Desde
o início o trabalho dessa admirável artista plástica que é Therezinha Castro voltou-se
para um arenoso espaço de indagações transcendentais sobre o tempo, a persona,
o être-en-soi existencial e outras
mumunhas & cositas más. Um profundo mergulho de onde agora emerge a sua
criança, essa menina inesperada. A Therezinha de hoje é reflexo da simplicidade
imantada de sua infância, do prazer de ser menina, o riso solto – não me lembro
de nada assim tão puro, tão cristalino –, o riso pleno dessa obsclara
liberdade.
A
partir de sua primeira mostra individual, na Galeria Spac – Ipanema, 1980 – ou,
se, quisermos maior precisão, de sua primeira coletiva no Salão Nacional de
Belas Artes – Rio, 1973 –, a artista atravessou etapas de extrema coerência na
busca de uma linguagem própria, sempre marcada por rica densidade pictórica.
Aqui uma primeva e fugaz pincelada, um rápido primitivismo logo tomado pela
sofisticada simbologia de máscaras e ampulhetas, o tempo e a persona aflorando.
Ali um expressionismo que explode amadurecido em figurações & fulgurações
de pássaros e fetos, crianças e cores, cores e crianças e crianças e cores.
No
princípio, era plena de amarelo a sua paleta, clara referência à luminosidade
de Van Gogh. Mas ao longo do percurso Therezinha redescobriu e reincorporou ao
seu universo suaves texturas em ocre, em marinho – tramas que ela tanto ama.
Vale a rima: a polissêmica & policrômica. Desde Vitória do Espírito Santo às Minas Gerais, estrada
& trilho inicial, tudo é cíclico e simples e magnífico. Tudo está onde
sempre esteve, principalmente Cataguases e sua ancestral mineiridade. A luz da
Mata volta aqui – e para sempre. Soma de muitas cores, Therezinha é por
excelência uma refinada colorista que tem na criança o seu obsclaro objeto de
prazer.
“Ils
ont oublié leur propre enfance”, exclamava atônito, na virada dos anos 50, o
Sartre da Critique de la Raison Dialectique
(Paris, 1960). Ao recuperar a infância, Therezinha Castro nos doa a sua
redescoberta e faz com que nossa criança não se obscureça no oblívio. Que são
essas garatujas senão garatujas? Esses rabiscos parecem saltar de seu suporte
com a força de um resgate da pureza. Um retorno com a sabedoria de agora, um
retomar da criança com a plenitude do adulto.
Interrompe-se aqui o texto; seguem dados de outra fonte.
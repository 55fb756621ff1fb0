//! Integration tests for the window loading and report pipeline
//!
//! These tests use fixture files in `tests/fixtures/` to verify the
//! end-to-end flow from a window document to a finished report.

use chatpulse_core::analytics::{
    generate_report, AnalyzerOptions, AnomalyKind, ConcentrationBasis, WindowReport,
};
use chatpulse_core::insights::{get_active_insights, InsightOptions, Priority, Trend};
use chatpulse_core::{input, AnalysisWindow, Config, Error};
use std::path::PathBuf;

/// Get the path to a fixture file
fn fixture_path(name: &str) -> PathBuf {
    PathBuf::from(env!("CARGO_MANIFEST_DIR"))
        .join("tests/fixtures")
        .join(name)
}

fn load(name: &str) -> AnalysisWindow {
    input::load_window(&fixture_path(name)).expect("fixture should load")
}

fn default_report(window: &AnalysisWindow) -> WindowReport {
    generate_report(
        window,
        &AnalyzerOptions::default(),
        &InsightOptions::default(),
        &[],
    )
}

fn active_ids(report: &WindowReport) -> Vec<&str> {
    report
        .active_insights
        .iter()
        .map(|i| i.id.as_str())
        .collect()
}

// ============================================
// Loading
// ============================================

#[test]
fn test_load_declining_fixture() {
    chatpulse_core::logging::init_test();
    let window = load("declining_group.json");

    assert_eq!(window.group_id(), "g-declining");
    assert_eq!(window.period().day_count, 30);
    assert_eq!(window.daily().len(), 30);
    assert_eq!(window.members().len(), 10);
    assert_eq!(window.total_messages(), 2550);
}

#[test]
fn test_inverted_period_rejected() {
    let err = input::load_window(&fixture_path("inverted_period.json")).unwrap_err();
    assert!(matches!(err, Error::InvalidWindow(_)), "got {err:?}");
}

#[test]
fn test_bad_date_rejected() {
    let err = input::load_window(&fixture_path("bad_date.json")).unwrap_err();
    match err {
        Error::DateParse { input, .. } => assert_eq!(input, "03/02/2024"),
        other => panic!("expected DateParse, got {other:?}"),
    }
}

#[test]
fn test_missing_file_is_io_error() {
    let err = input::load_window(&fixture_path("does-not-exist.json")).unwrap_err();
    assert!(matches!(err, Error::Io(_)));
}

// ============================================
// Reports
// ============================================

#[test]
fn test_declining_group_report() {
    let window = load("declining_group.json");
    let report = default_report(&window);

    assert_eq!(report.comparison.first_half.messages, 1500);
    assert_eq!(report.comparison.second_half.messages, 1050);
    assert_eq!(report.comparison.change.percent_change, -30);
    assert!(report.anomalies.is_empty());
    assert_eq!(report.weekly.len(), 5);
    assert_eq!(report.concentration.top3_percentage, 80);
    assert_eq!(report.patterns.streaks.longest_streak_days, 30);

    assert_eq!(
        active_ids(&report),
        vec!["participation_decline", "member_concentration"]
    );
    let decline = &report.active_insights[0];
    assert_eq!(decline.priority, Priority::High);
    assert_eq!(decline.trend, Trend::Critical);
}

#[test]
fn test_concentration_basis_changes_outcome() {
    let window = load("declining_group.json");
    let top_fifth = InsightOptions {
        concentration_basis: ConcentrationBasis::TopFifth,
        ..Default::default()
    };

    let default_ids: Vec<String> = get_active_insights(&window, &InsightOptions::default())
        .into_iter()
        .map(|i| i.id)
        .collect();
    let fifth_ids: Vec<String> = get_active_insights(&window, &top_fifth)
        .into_iter()
        .map(|i| i.id)
        .collect();

    assert!(default_ids.contains(&"member_concentration".to_string()));
    assert!(!fifth_ids.contains(&"member_concentration".to_string()));
}

#[test]
fn test_spike_group_report() {
    let window = load("spike_group.json");
    let report = default_report(&window);

    assert_eq!(report.peak.peak_messages, 200);
    assert_eq!(report.peak.improvement_percent, 863);
    assert_eq!(report.peak.ratio, 9.6);
    assert_eq!(report.peak.peak_hour, Some(20));
    assert_eq!(report.patterns.peak_hour, Some(20));

    assert_eq!(report.anomalies.len(), 1);
    assert_eq!(report.anomalies[0].kind, AnomalyKind::Spike);
    assert_eq!(report.anomalies[0].value, 200);

    assert_eq!(report.comparison.change.percent_change, -53);
    assert_eq!(report.concentration.top3_percentage, 65);

    assert_eq!(report.weekly.len(), 2);
    assert_eq!(report.weekly[0].total_messages, 320);
    assert_eq!(report.weekly[1].total_messages, 150);

    assert_eq!(
        active_ids(&report),
        vec!["participation_decline", "activity_peak"]
    );
}

#[test]
fn test_custom_insights_from_config() {
    let config: Config = toml::from_str(
        r#"
[analytics]
disabled_insights = ["participation_decline"]

[[insights.custom]]
id = "launch_spike"
title = "Launch spike"
expression = "spike_count >= 1 && peak_ratio > 5"
priority = "critical"

[[insights.custom]]
id = "crowded"
title = "Crowded"
expression = "member_count > 50"
"#,
    )
    .unwrap();
    config.validate().unwrap();

    let window = load("spike_group.json");
    let report = generate_report(
        &window,
        &config.analyzer_options(),
        &config.insight_options(),
        &config.insights.custom,
    );

    assert!(report.formula_errors.is_empty());
    assert_eq!(report.custom_insights.len(), 2);
    assert_eq!(active_ids(&report), vec!["launch_spike", "activity_peak"]);
    assert_eq!(report.active_insights[0].trend, Trend::Warning);
}

#[test]
fn test_report_serializes_to_json() {
    let window = load("spike_group.json");
    let report = default_report(&window);

    let json = serde_json::to_value(&report).unwrap();
    assert_eq!(json["group_id"], "g-spike");
    assert_eq!(json["period"]["start"], "2024-02-01");
    assert_eq!(json["anomalies"][0]["type"], "spike");
    assert_eq!(json["active_insights"][0]["trend"], "critical");

    let back: WindowReport = serde_json::from_value(json).unwrap();
    assert_eq!(back.active_insights, report.active_insights);
}

#[test]
fn test_windows_analyzed_in_parallel() {
    let windows = vec![load("declining_group.json"), load("spike_group.json")];
    let sequential: Vec<WindowReport> = windows.iter().map(default_report).collect();

    let parallel: Vec<WindowReport> = std::thread::scope(|scope| {
        let handles: Vec<_> = windows
            .iter()
            .map(|w| scope.spawn(move || default_report(w)))
            .collect();
        handles
            .into_iter()
            .map(|h| h.join().expect("analysis thread panicked"))
            .collect()
    });

    assert_eq!(parallel, sequential);
}
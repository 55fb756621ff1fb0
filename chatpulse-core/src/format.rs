//! Formatting helpers shared by report renderers.

/// Format a count compactly (e.g., "14.2K", "3.1M").
pub fn format_count(n: i64) -> String {
    let abs = n.unsigned_abs() as f64;
    let sign = if n < 0 { "-" } else { "" };
    if abs >= 1_000_000.0 {
        format!("{}{:.1}M", sign, abs / 1_000_000.0)
    } else if abs >= 1_000.0 {
        format!("{}{:.1}K", sign, abs / 1_000.0)
    } else {
        n.to_string()
    }
}

/// Format a signed percent change (e.g., "+23%", "-30%", "0%").
pub fn format_delta(percent: i64) -> String {
    if percent > 0 {
        format!("+{}%", percent)
    } else {
        format!("{}%", percent)
    }
}

/// Format a percentage with one decimal, dropping a trailing ".0".
pub fn format_percent(value: f64) -> String {
    let rounded = (value * 10.0).round() / 10.0;
    if rounded.fract() == 0.0 {
        format!("{:.0}%", rounded)
    } else {
        format!("{:.1}%", rounded)
    }
}
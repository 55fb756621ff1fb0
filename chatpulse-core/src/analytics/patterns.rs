//! When a group talks: hour-of-day and weekday distributions, streaks.

use chrono::{Datelike, NaiveDate};
use serde::{Deserialize, Serialize};
use std::collections::HashMap;

use crate::types::AnalysisWindow;

/// Time-based activity patterns for a window.
#[derive(Debug, Clone, PartialEq, Serialize, Deserialize)]
pub struct ActivityPatterns {
    /// Messages by hour of day (0-23), summed over the window
    pub hourly_distribution: [i64; 24],
    /// Busiest hour; None when no hourly data was supplied
    pub peak_hour: Option<u8>,
    /// Messages by weekday (0=Monday, 6=Sunday)
    pub weekday_distribution: [i64; 7],
    /// Busiest weekday (0=Monday); None for a silent window
    pub busiest_weekday: Option<u8>,
    pub streaks: StreakStats,
}

/// Streaks of consecutive days with at least one message.
#[derive(Debug, Clone, Default, PartialEq, Eq, Serialize, Deserialize)]
pub struct StreakStats {
    /// Streak ending on the last day of the period
    pub current_streak_days: i64,
    pub longest_streak_days: i64,
    pub longest_streak_start: Option<NaiveDate>,
    pub active_days: i64,
    pub total_days: i64,
}

impl StreakStats {
    /// Share of days with activity.
    pub fn activity_percentage(&self) -> f64 {
        if self.total_days == 0 {
            0.0
        } else {
            (self.active_days as f64 / self.total_days as f64) * 100.0
        }
    }
}

impl ActivityPatterns {
    /// Get weekday name from index.
    pub fn weekday_name(day: u8) -> &'static str {
        match day {
            0 => "Monday",
            1 => "Tuesday",
            2 => "Wednesday",
            3 => "Thursday",
            4 => "Friday",
            5 => "Saturday",
            6 => "Sunday",
            _ => "Unknown",
        }
    }

    /// Format an hour for display (e.g., "2-3pm").
    pub fn hour_display(hour: u8) -> String {
        let format_hour = |h: u8| -> String {
            match h {
                0 => "12am".to_string(),
                1..=11 => format!("{}am", h),
                12 => "12pm".to_string(),
                13..=23 => format!("{}pm", h - 12),
                _ => format!("{}h", h),
            }
        };
        format!("{}-{}", format_hour(hour), format_hour((hour + 1) % 24))
    }
}

pub fn analyze_patterns(window: &AnalysisWindow) -> ActivityPatterns {
    let mut hourly_distribution = [0i64; 24];
    let mut weekday_distribution = [0i64; 7];

    for record in window.daily() {
        for (&hour, &count) in &record.hourly_activity {
            if let Some(slot) = hourly_distribution.get_mut(hour as usize) {
                *slot += count;
            }
        }
        weekday_distribution[record.date.weekday().num_days_from_monday() as usize] +=
            record.total_messages;
    }

    ActivityPatterns {
        hourly_distribution,
        peak_hour: first_max(&hourly_distribution).map(|h| h as u8),
        weekday_distribution,
        busiest_weekday: first_max(&weekday_distribution).map(|d| d as u8),
        streaks: calculate_streaks(window),
    }
}

/// Index of the first strictly positive maximum.
fn first_max(values: &[i64]) -> Option<usize> {
    let mut best: Option<usize> = None;
    for (i, &v) in values.iter().enumerate() {
        if v > 0 && best.map_or(true, |b| v > values[b]) {
            best = Some(i);
        }
    }
    best
}

/// Walk every calendar day of the period; days without a record are quiet.
fn calculate_streaks(window: &AnalysisWindow) -> StreakStats {
    let by_date: HashMap<NaiveDate, i64> = window
        .daily()
        .iter()
        .map(|r| (r.date, r.total_messages))
        .collect();

    let mut stats = StreakStats {
        total_days: window.period().day_count,
        ..Default::default()
    };
    let mut streak = 0i64;
    let mut streak_start: Option<NaiveDate> = None;

    for day in window.period().range().days() {
        if by_date.get(&day).copied().unwrap_or(0) > 0 {
            stats.active_days += 1;
            if streak == 0 {
                streak_start = Some(day);
            }
            streak += 1;
            if streak > stats.longest_streak_days {
                stats.longest_streak_days = streak;
                stats.longest_streak_start = streak_start;
            }
        } else {
            streak = 0;
        }
    }
    // the running streak at the end of the loop is the one touching `end`
    stats.current_streak_days = streak;

    stats
}

#[cfg(test)]
mod tests {
    use super::*;
    use crate::dates::parse_date;
    use crate::types::DailyActivityRecord;
    use chrono::Duration;

    fn window(values: &[i64]) -> AnalysisWindow {
        // 2024-01-01 is a Monday
        let start = parse_date("2024-01-01").unwrap();
        let daily = values
            .iter()
            .enumerate()
            .map(|(i, &v)| DailyActivityRecord::new(start + Duration::days(i as i64), v, 1))
            .collect();
        AnalysisWindow::new(
            "g1",
            "Group",
            start,
            start + Duration::days(values.len() as i64 - 1),
            daily,
            vec![],
        )
        .unwrap()
    }

    #[test]
    fn test_streaks() {
        let patterns = analyze_patterns(&window(&[1, 1, 0, 1, 1, 1, 0, 2, 3]));
        let streaks = &patterns.streaks;
        assert_eq!(streaks.longest_streak_days, 3);
        assert_eq!(streaks.longest_streak_start, Some(parse_date("2024-01-04").unwrap()));
        assert_eq!(streaks.current_streak_days, 2);
        assert_eq!(streaks.active_days, 7);
        assert_eq!(streaks.total_days, 9);
    }

    #[test]
    fn test_streak_broken_at_end() {
        let patterns = analyze_patterns(&window(&[1, 1, 1, 0]));
        assert_eq!(patterns.streaks.current_streak_days, 0);
        assert_eq!(patterns.streaks.longest_streak_days, 3);
        assert_eq!(patterns.streaks.activity_percentage(), 75.0);
    }

    #[test]
    fn test_weekday_distribution() {
        let patterns = analyze_patterns(&window(&[5, 1, 1, 1, 1, 9, 1, 5]));
        // Monday appears twice: 5 + 5
        assert_eq!(patterns.weekday_distribution[0], 10);
        assert_eq!(patterns.weekday_distribution[5], 9);
        assert_eq!(patterns.busiest_weekday, Some(0));
        assert_eq!(ActivityPatterns::weekday_name(0), "Monday");
    }

    #[test]
    fn test_hourly_distribution() {
        let mut w = window(&[10, 10]);
        assert_eq!(analyze_patterns(&w).peak_hour, None);

        let start = parse_date("2024-01-01").unwrap();
        let mut first = DailyActivityRecord::new(start, 10, 1);
        first.hourly_activity.insert(9, 4);
        first.hourly_activity.insert(21, 6);
        let mut second = DailyActivityRecord::new(start + Duration::days(1), 10, 1);
        second.hourly_activity.insert(9, 7);
        second.hourly_activity.insert(22, 3);
        w = AnalysisWindow::new(
            "g1",
            "Group",
            start,
            start + Duration::days(1),
            vec![first, second],
            vec![],
        )
        .unwrap();

        let patterns = analyze_patterns(&w);
        assert_eq!(patterns.hourly_distribution[9], 11);
        assert_eq!(patterns.hourly_distribution[21], 6);
        assert_eq!(patterns.peak_hour, Some(9));
    }

    #[test]
    fn test_hour_display() {
        assert_eq!(ActivityPatterns::hour_display(0), "12am-1am");
        assert_eq!(ActivityPatterns::hour_display(14), "2pm-3pm");
        assert_eq!(ActivityPatterns::hour_display(23), "11pm-12am");
    }
}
Tem uma força estranha essa
Therezinha de hoje, um poder de menina, um poder que tudo pode, sem amarras, um
lúdico despojamento que só se consegue com muito sacrifício.
Foram
muitas as voltas para que a artista pudesse finalmente expressar-se com essa economia,
com a difícil simplicidade desses traços, dessas figuras atávicas que surgem
assim, como se por acaso. Aqui, nada vem do acaso. É como se a arte de
Therezinha Castro fosse fabrico de mágica artesania, de uma pureza em construção. Melhor,
esses trabalhos são na verdade uma desconstrução consciente em busca do
expressar-se de sua criança. Sua feitura é um eterno retorno no tempo – e sua
fruição quase uma epifania. Escorre a areia da ampulheta, caem as máscaras.
Nasce a verdadeira persona em sua plenitude, manhã primeira. O mundo é macio e
perigoso. Mas que pode o mundo face a esse riso, a esse obsclaro prazer?